▶ WHAT THIS TASK INVOLVES: Search the records for the string "AsyncFd", and show each line where it appears.

▶ SUPPLIED ENTRIES:
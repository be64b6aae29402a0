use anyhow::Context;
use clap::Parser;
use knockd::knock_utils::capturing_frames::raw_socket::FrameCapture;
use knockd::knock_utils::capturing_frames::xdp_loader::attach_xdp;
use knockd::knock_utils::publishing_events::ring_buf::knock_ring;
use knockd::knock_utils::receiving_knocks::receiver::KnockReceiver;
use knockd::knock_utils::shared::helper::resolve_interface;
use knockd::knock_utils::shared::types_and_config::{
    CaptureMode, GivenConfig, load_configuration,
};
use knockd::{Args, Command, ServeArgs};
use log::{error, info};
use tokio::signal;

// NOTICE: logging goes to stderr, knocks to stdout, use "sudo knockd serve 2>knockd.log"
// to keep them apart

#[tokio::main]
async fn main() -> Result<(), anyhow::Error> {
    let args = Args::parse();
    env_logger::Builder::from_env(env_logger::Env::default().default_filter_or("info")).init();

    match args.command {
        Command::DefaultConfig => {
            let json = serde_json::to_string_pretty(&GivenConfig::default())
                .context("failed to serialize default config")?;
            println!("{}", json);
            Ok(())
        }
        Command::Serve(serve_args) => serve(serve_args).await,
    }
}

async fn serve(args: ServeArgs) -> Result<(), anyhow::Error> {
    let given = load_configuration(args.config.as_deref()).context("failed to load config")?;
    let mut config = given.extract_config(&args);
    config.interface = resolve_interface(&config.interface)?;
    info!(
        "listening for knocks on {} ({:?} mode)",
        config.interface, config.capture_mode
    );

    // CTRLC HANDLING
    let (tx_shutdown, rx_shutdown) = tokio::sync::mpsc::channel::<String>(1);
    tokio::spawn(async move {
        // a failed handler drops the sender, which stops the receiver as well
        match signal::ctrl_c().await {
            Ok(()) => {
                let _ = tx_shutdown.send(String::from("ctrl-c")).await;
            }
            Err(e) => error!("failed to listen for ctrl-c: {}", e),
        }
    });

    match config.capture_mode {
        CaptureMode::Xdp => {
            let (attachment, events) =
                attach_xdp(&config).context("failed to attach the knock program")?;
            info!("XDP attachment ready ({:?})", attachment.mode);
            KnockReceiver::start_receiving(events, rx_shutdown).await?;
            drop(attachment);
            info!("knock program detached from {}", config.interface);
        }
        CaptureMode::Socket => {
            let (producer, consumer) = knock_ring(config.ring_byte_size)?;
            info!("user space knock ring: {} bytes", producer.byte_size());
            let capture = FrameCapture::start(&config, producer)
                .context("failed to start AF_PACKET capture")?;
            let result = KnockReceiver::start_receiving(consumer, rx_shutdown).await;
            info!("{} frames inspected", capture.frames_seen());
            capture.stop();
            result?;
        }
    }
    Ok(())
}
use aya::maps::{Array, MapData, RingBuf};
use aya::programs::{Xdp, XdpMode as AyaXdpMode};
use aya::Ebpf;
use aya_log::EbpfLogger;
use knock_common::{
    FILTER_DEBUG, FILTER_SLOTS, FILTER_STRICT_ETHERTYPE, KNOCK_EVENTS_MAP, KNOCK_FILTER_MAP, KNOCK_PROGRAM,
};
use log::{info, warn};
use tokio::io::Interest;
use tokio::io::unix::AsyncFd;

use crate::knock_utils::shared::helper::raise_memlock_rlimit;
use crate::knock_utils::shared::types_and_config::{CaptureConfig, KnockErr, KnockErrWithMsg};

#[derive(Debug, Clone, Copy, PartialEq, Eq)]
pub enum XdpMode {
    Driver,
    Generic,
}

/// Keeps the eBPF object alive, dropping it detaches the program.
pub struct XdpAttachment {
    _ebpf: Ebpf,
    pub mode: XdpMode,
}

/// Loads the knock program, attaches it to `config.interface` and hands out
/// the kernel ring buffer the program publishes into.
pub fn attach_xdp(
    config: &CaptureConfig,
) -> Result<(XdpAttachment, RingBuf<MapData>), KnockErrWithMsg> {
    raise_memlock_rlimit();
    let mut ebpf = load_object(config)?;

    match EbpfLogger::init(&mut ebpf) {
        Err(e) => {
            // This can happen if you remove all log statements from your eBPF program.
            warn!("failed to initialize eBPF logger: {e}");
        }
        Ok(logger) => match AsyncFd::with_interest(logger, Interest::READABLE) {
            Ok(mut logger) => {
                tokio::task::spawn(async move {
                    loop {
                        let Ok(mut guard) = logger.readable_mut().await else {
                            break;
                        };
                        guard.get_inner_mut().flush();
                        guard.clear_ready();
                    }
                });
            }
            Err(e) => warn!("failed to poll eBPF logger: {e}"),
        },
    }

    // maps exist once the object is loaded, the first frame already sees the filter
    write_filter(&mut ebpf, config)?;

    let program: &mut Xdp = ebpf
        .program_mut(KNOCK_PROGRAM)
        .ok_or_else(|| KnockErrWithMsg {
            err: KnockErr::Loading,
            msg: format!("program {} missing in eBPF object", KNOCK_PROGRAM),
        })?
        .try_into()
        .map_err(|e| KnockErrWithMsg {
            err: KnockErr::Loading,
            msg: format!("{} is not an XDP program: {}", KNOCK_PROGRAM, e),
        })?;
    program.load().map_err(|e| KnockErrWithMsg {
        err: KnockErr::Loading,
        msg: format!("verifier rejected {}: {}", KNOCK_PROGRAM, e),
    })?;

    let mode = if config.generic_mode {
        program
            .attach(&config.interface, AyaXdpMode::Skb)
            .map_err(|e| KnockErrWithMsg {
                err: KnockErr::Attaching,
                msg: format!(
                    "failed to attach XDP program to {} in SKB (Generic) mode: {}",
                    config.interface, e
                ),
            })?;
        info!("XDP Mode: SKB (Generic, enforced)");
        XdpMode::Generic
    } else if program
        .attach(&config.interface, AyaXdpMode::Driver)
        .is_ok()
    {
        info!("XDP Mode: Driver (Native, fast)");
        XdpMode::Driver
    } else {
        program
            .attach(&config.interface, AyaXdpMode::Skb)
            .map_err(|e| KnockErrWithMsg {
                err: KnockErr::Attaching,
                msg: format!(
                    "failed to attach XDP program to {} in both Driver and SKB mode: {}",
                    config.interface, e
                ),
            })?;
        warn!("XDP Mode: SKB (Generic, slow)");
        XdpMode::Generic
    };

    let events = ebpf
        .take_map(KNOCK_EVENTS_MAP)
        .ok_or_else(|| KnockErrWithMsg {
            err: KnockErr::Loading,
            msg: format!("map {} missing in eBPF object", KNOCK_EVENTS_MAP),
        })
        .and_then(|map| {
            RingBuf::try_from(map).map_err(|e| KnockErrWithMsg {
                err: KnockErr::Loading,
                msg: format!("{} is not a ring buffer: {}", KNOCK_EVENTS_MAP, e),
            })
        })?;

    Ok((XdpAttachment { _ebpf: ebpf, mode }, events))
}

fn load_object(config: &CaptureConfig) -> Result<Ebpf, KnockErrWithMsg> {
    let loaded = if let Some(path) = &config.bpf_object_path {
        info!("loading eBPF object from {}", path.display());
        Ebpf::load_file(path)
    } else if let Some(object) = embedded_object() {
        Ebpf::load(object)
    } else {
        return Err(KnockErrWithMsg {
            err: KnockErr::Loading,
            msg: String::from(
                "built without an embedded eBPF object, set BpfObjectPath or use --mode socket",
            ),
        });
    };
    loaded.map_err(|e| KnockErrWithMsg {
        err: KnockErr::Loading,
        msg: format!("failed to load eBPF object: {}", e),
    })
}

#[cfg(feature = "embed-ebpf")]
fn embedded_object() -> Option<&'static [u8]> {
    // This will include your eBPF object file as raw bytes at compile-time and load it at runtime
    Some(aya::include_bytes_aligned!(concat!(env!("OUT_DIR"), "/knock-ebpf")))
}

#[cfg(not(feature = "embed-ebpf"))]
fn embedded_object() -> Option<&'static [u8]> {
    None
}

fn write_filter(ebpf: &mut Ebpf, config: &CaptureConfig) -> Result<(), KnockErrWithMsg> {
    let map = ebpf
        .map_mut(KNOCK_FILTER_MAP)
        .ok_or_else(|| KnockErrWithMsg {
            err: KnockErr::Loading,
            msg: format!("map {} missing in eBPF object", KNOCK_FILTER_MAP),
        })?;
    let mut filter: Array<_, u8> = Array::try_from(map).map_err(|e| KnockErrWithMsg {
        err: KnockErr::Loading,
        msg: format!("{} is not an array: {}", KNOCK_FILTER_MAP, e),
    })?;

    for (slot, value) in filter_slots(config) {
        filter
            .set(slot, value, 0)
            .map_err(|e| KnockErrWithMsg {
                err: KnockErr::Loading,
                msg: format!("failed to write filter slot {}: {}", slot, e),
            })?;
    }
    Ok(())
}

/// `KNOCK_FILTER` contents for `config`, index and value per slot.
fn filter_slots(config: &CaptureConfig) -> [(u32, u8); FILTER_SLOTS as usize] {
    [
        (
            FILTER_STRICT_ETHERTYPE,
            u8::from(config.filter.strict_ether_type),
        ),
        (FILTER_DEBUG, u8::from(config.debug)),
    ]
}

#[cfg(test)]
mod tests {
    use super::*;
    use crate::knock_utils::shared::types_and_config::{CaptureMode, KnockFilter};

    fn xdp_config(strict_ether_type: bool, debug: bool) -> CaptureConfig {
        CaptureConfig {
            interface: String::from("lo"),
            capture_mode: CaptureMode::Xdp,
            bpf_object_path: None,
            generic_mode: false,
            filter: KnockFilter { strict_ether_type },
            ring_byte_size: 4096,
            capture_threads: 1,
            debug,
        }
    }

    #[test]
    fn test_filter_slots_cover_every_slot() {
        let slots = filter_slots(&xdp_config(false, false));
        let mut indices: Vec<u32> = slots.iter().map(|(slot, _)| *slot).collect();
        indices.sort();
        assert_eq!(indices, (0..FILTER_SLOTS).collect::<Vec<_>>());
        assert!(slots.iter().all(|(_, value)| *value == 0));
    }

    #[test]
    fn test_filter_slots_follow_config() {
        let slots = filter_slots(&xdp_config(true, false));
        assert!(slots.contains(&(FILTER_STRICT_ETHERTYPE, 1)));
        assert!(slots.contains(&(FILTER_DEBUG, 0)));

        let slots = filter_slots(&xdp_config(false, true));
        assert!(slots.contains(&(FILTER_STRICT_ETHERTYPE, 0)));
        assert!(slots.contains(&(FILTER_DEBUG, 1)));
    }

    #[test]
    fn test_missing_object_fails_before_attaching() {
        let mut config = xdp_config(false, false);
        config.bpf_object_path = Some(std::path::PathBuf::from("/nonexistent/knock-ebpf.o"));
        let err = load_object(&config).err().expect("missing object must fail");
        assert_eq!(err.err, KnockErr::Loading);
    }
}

▶ ANSWER:
use tokio::io::unix::AsyncFd;
        Ok(logger) => match AsyncFd::with_interest(logger, Interest::READABLE) {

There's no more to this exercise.